[Saved data entries]
# # # # # # #

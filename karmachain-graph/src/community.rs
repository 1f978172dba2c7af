// Copyright 2025 KarmaChain (https://github.com/karmachain)
//
// This program is free software: you can redistribute it and/or modify
// it under the terms of the GNU Affero General Public License as published by
// the Free Software Foundation, either version 3 of the License, or
// (at your option) any later version.
//
// This program is distributed in the hope that it will be useful,
// but WITHOUT ANY WARRANTY; without even the implied warranty of
// MERCHANTABILITY or FITNESS FOR A PARTICULAR PURPOSE. See the
// GNU Affero General Public License for more details.
//
// You should have received a copy of the GNU Affero General Public License
// along with this program. If not, see <https://www.gnu.org/licenses/>.

//! Community detection
//!
//! Greedy modularity maximization over the undirected view of the karmic
//! graph (edge weight = relationship amount). Starts from singletons and
//! repeatedly merges the cluster pair with the largest modularity gain
//! until no merge improves modularity. Merges only ever happen across a
//! positive inter-cluster weight, so disconnected components never join.
//!
//! Modularity:
//!
//! Q = (1/2m) * Σij [Aij - (ki*kj)/(2m)] * δ(ci, cj)
//!
//! Tie-breaks are fixed by the lowest (min id, max id) pair over the
//! candidate clusters' smallest member ids, making partitions reproducible
//! across runs and implementations.

use crate::builder::KarmicGraph;
use crate::error::{GraphError, GraphResult};
use karmachain_core::config::GraphConfig;
use serde::{Deserialize, Serialize};
use std::collections::BTreeMap;
use tracing::debug;

/// Cluster assignment for one graph instance.
///
/// Cluster ids are contiguous, ordered by each cluster's smallest member
/// id, and carry no identity beyond the computation that produced them.
#[derive(Debug, Clone, PartialEq, Serialize, Deserialize)]
pub struct CommunityPartition {
    /// User id -> cluster id
    pub assignments: BTreeMap<String, u32>,
    /// Global modularity score in [-1, 1]
    pub modularity: f64,
    pub cluster_count: u32,
}

impl CommunityPartition {
    /// Member count of the largest cluster.
    pub fn largest_cluster_size(&self) -> usize {
        let mut sizes: BTreeMap<u32, usize> = BTreeMap::new();
        for &c in self.assignments.values() {
            *sizes.entry(c).or_default() += 1;
        }
        sizes.values().copied().max().unwrap_or(0)
    }

    /// Members of each cluster, keyed by cluster id.
    pub fn clusters(&self) -> BTreeMap<u32, Vec<String>> {
        let mut clusters: BTreeMap<u32, Vec<String>> = BTreeMap::new();
        for (user, &c) in &self.assignments {
            clusters.entry(c).or_default().push(user.clone());
        }
        clusters
    }
}

/// Greedy modularity-maximization community detector.
#[derive(Debug, Clone, Default)]
pub struct CommunityDetector {
    config: GraphConfig,
}

impl CommunityDetector {
    pub fn new(config: GraphConfig) -> Self {
        Self { config }
    }

    /// Detect communities, guarded by the configured node ceiling.
    pub fn detect(&self, graph: &KarmicGraph) -> GraphResult<CommunityPartition> {
        self.detect_with(graph, None, false)
    }

    /// Detect communities, optionally refining a seed partition and
    /// optionally overriding the node ceiling.
    ///
    /// With a seed, merging starts from the supplied cluster memberships
    /// instead of singletons; nodes absent from the seed start as their
    /// own cluster. Cluster ids are renumbered either way.
    pub fn detect_with(
        &self,
        graph: &KarmicGraph,
        seed: Option<&BTreeMap<String, u32>>,
        override_ceiling: bool,
    ) -> GraphResult<CommunityPartition> {
        let n = graph.node_count();
        if n > self.config.community_node_ceiling && !override_ceiling {
            return Err(GraphError::CeilingExceeded {
                nodes: n,
                ceiling: self.config.community_node_ceiling,
            });
        }

        // Degenerate graphs: one trivial cluster, modularity 0.
        if n < 2 {
            let assignments = graph
                .nodes()
                .iter()
                .map(|id| (id.clone(), 0u32))
                .collect::<BTreeMap<_, _>>();
            return Ok(CommunityPartition {
                cluster_count: if n == 0 { 0 } else { 1 },
                assignments,
                modularity: 0.0,
            });
        }

        // Sparse undirected view: symmetric neighbor maps, parallel edges
        // summed by amount.
        let mut degrees = vec![0.0f64; n];
        let mut node_adj: Vec<BTreeMap<usize, f64>> = vec![BTreeMap::new(); n];
        let mut total_weight = 0.0f64;
        for edge in graph.edges() {
            *node_adj[edge.from].entry(edge.to).or_default() += edge.amount;
            *node_adj[edge.to].entry(edge.from).or_default() += edge.amount;
            degrees[edge.from] += edge.amount;
            degrees[edge.to] += edge.amount;
            total_weight += edge.amount;
        }

        // Initial membership: seed partition or singletons.
        let mut membership: Vec<usize> = match seed {
            None => (0..n).collect(),
            Some(seed) => {
                let mut next_fresh = 0usize;
                let mut seen: BTreeMap<u32, usize> = BTreeMap::new();
                let mut membership = Vec::with_capacity(n);
                for idx in 0..n {
                    let slot = match seed.get(graph.node_id(idx)) {
                        Some(&c) => *seen.entry(c).or_insert_with(|| {
                            let s = next_fresh;
                            next_fresh += 1;
                            s
                        }),
                        None => {
                            let s = next_fresh;
                            next_fresh += 1;
                            s
                        }
                    };
                    membership.push(slot);
                }
                membership
            }
        };

        if total_weight > 0.0 {
            self.greedy_merge(&node_adj, &degrees, total_weight, &mut membership);
        }

        let assignments = renumber(graph, &membership);
        let cluster_count = assignments.values().copied().max().map_or(0, |m| m + 1);
        let modularity = modularity_of(graph, &degrees, total_weight, &membership);

        debug!(
            nodes = n,
            clusters = cluster_count,
            modularity,
            "detected communities"
        );

        Ok(CommunityPartition {
            assignments,
            modularity,
            cluster_count,
        })
    }

    /// Merge cluster pairs greedily while any merge yields a positive
    /// modularity gain.
    ///
    /// Clusters carry sparse neighbor maps (cluster -> inter-cluster
    /// weight) folded together incrementally on each merge, so every round
    /// scans only connected cluster pairs. Near-linear in edges on sparse
    /// karmic graphs; the node ceiling bounds the worst case.
    fn greedy_merge(
        &self,
        node_adj: &[BTreeMap<usize, f64>],
        degrees: &[f64],
        total_weight: f64,
        membership: &mut [usize],
    ) {
        let two_m = 2.0 * total_weight;

        // Cluster slots keyed by initial membership. Node indices follow
        // the graph's lexical node order, so the smallest member index is
        // also the lexically smallest member id.
        let mut clusters: BTreeMap<usize, Cluster> = BTreeMap::new();
        for (i, &slot) in membership.iter().enumerate() {
            let cluster = clusters.entry(slot).or_insert_with(|| Cluster {
                mass: 0.0,
                min_member: i,
                members: Vec::new(),
                adj: BTreeMap::new(),
            });
            cluster.mass += degrees[i];
            cluster.min_member = cluster.min_member.min(i);
            cluster.members.push(i);
        }
        for (i, neighbors) in node_adj.iter().enumerate() {
            for (&j, &weight) in neighbors {
                if membership[i] != membership[j] {
                    if let Some(cluster) = clusters.get_mut(&membership[i]) {
                        *cluster.adj.entry(membership[j]).or_default() += weight;
                    }
                }
            }
        }

        loop {
            // Pick the connected pair with the largest gain; ties resolve
            // to the lowest (min index, max index) member pair, which is
            // the lexically lowest (min id, max id) pair.
            let mut best: Option<(usize, usize, f64, (usize, usize))> = None;
            for (&c, cluster) in &clusters {
                for (&d, &weight_cd) in cluster.adj.range((c + 1)..) {
                    let mass_d = clusters[&d].mass;
                    let gain =
                        weight_cd / total_weight - cluster.mass * mass_d / (two_m * two_m) * 2.0;
                    let candidate_key = ordered(cluster.min_member, clusters[&d].min_member);

                    let better = match &best {
                        None => gain > 0.0,
                        Some((_, _, bg, bk)) => {
                            gain > *bg + f64::EPSILON
                                || ((gain - *bg).abs() <= f64::EPSILON && candidate_key < *bk)
                        }
                    };
                    if better && gain > 0.0 {
                        best = Some((c, d, gain, candidate_key));
                    }
                }
            }

            let Some((keep, absorb, _gain, _key)) = best else {
                break;
            };

            // Fold the absorbed cluster's adjacency into the keeper and
            // repoint every third cluster's entry.
            let absorbed = match clusters.remove(&absorb) {
                Some(c) => c,
                None => break,
            };
            for (&nbr, &weight) in &absorbed.adj {
                if nbr == keep {
                    continue;
                }
                if let Some(other) = clusters.get_mut(&nbr) {
                    other.adj.remove(&absorb);
                    *other.adj.entry(keep).or_default() += weight;
                }
                if let Some(keeper) = clusters.get_mut(&keep) {
                    *keeper.adj.entry(nbr).or_default() += weight;
                }
            }
            if let Some(keeper) = clusters.get_mut(&keep) {
                keeper.adj.remove(&absorb);
                keeper.mass += absorbed.mass;
                keeper.min_member = keeper.min_member.min(absorbed.min_member);
                keeper.members.extend(absorbed.members);
            }
        }

        for (&slot, cluster) in &clusters {
            for &i in &cluster.members {
                membership[i] = slot;
            }
        }
    }
}

/// One live cluster during agglomerative merging.
struct Cluster {
    /// Total degree mass of member nodes
    mass: f64,
    /// Smallest member node index (lexically smallest member id)
    min_member: usize,
    members: Vec<usize>,
    /// Neighbor cluster -> inter-cluster weight
    adj: BTreeMap<usize, f64>,
}

fn ordered(a: usize, b: usize) -> (usize, usize) {
    if a <= b {
        (a, b)
    } else {
        (b, a)
    }
}

/// Contiguous cluster ids ordered by each cluster's smallest member id.
fn renumber(graph: &KarmicGraph, membership: &[usize]) -> BTreeMap<String, u32> {
    let mut min_member: BTreeMap<usize, &str> = BTreeMap::new();
    for (i, &m) in membership.iter().enumerate() {
        let entry = min_member.entry(m).or_insert_with(|| graph.node_id(i));
        if graph.node_id(i) < *entry {
            *entry = graph.node_id(i);
        }
    }

    let mut order: Vec<(usize, &str)> = min_member.iter().map(|(&m, &id)| (m, id)).collect();
    order.sort_by(|a, b| a.1.cmp(b.1));
    let ids: BTreeMap<usize, u32> = order
        .into_iter()
        .enumerate()
        .map(|(new, (old, _))| (old, new as u32))
        .collect();

    membership
        .iter()
        .enumerate()
        .map(|(i, &m)| (graph.node_id(i).to_string(), ids[&m]))
        .collect()
}

/// Global modularity of a membership vector:
/// Q = Σc [2*intra_c/(2m) - (mass_c/(2m))^2].
fn modularity_of(
    graph: &KarmicGraph,
    degrees: &[f64],
    total_weight: f64,
    membership: &[usize],
) -> f64 {
    if total_weight <= 0.0 {
        return 0.0;
    }

    let two_m = 2.0 * total_weight;
    let mut mass: BTreeMap<usize, f64> = BTreeMap::new();
    let mut intra: BTreeMap<usize, f64> = BTreeMap::new();
    for (i, &m) in membership.iter().enumerate() {
        *mass.entry(m).or_default() += degrees[i];
    }
    for edge in graph.edges() {
        if membership[edge.from] == membership[edge.to] {
            *intra.entry(membership[edge.from]).or_default() += edge.amount;
        }
    }

    mass.iter()
        .map(|(c, &a)| {
            let e_in = intra.get(c).copied().unwrap_or(0.0);
            2.0 * e_in / two_m - (a / two_m) * (a / two_m)
        })
        .sum()
}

# # # # # # #

What is expected: Each line from the beginning of the entries to the line with "as published by" must be repeated exactly, with both end lines kept and no other lines given.

Solution to this problem:
filename karmachain-graph/src/community.rs
repository 1f978172dba2c7af
// Copyright 2025 KarmaChain (https://github.com/karmachain)
//
// This program is free software: you can redistribute it and/or modify
// it under the terms of the GNU Affero General Public License as published by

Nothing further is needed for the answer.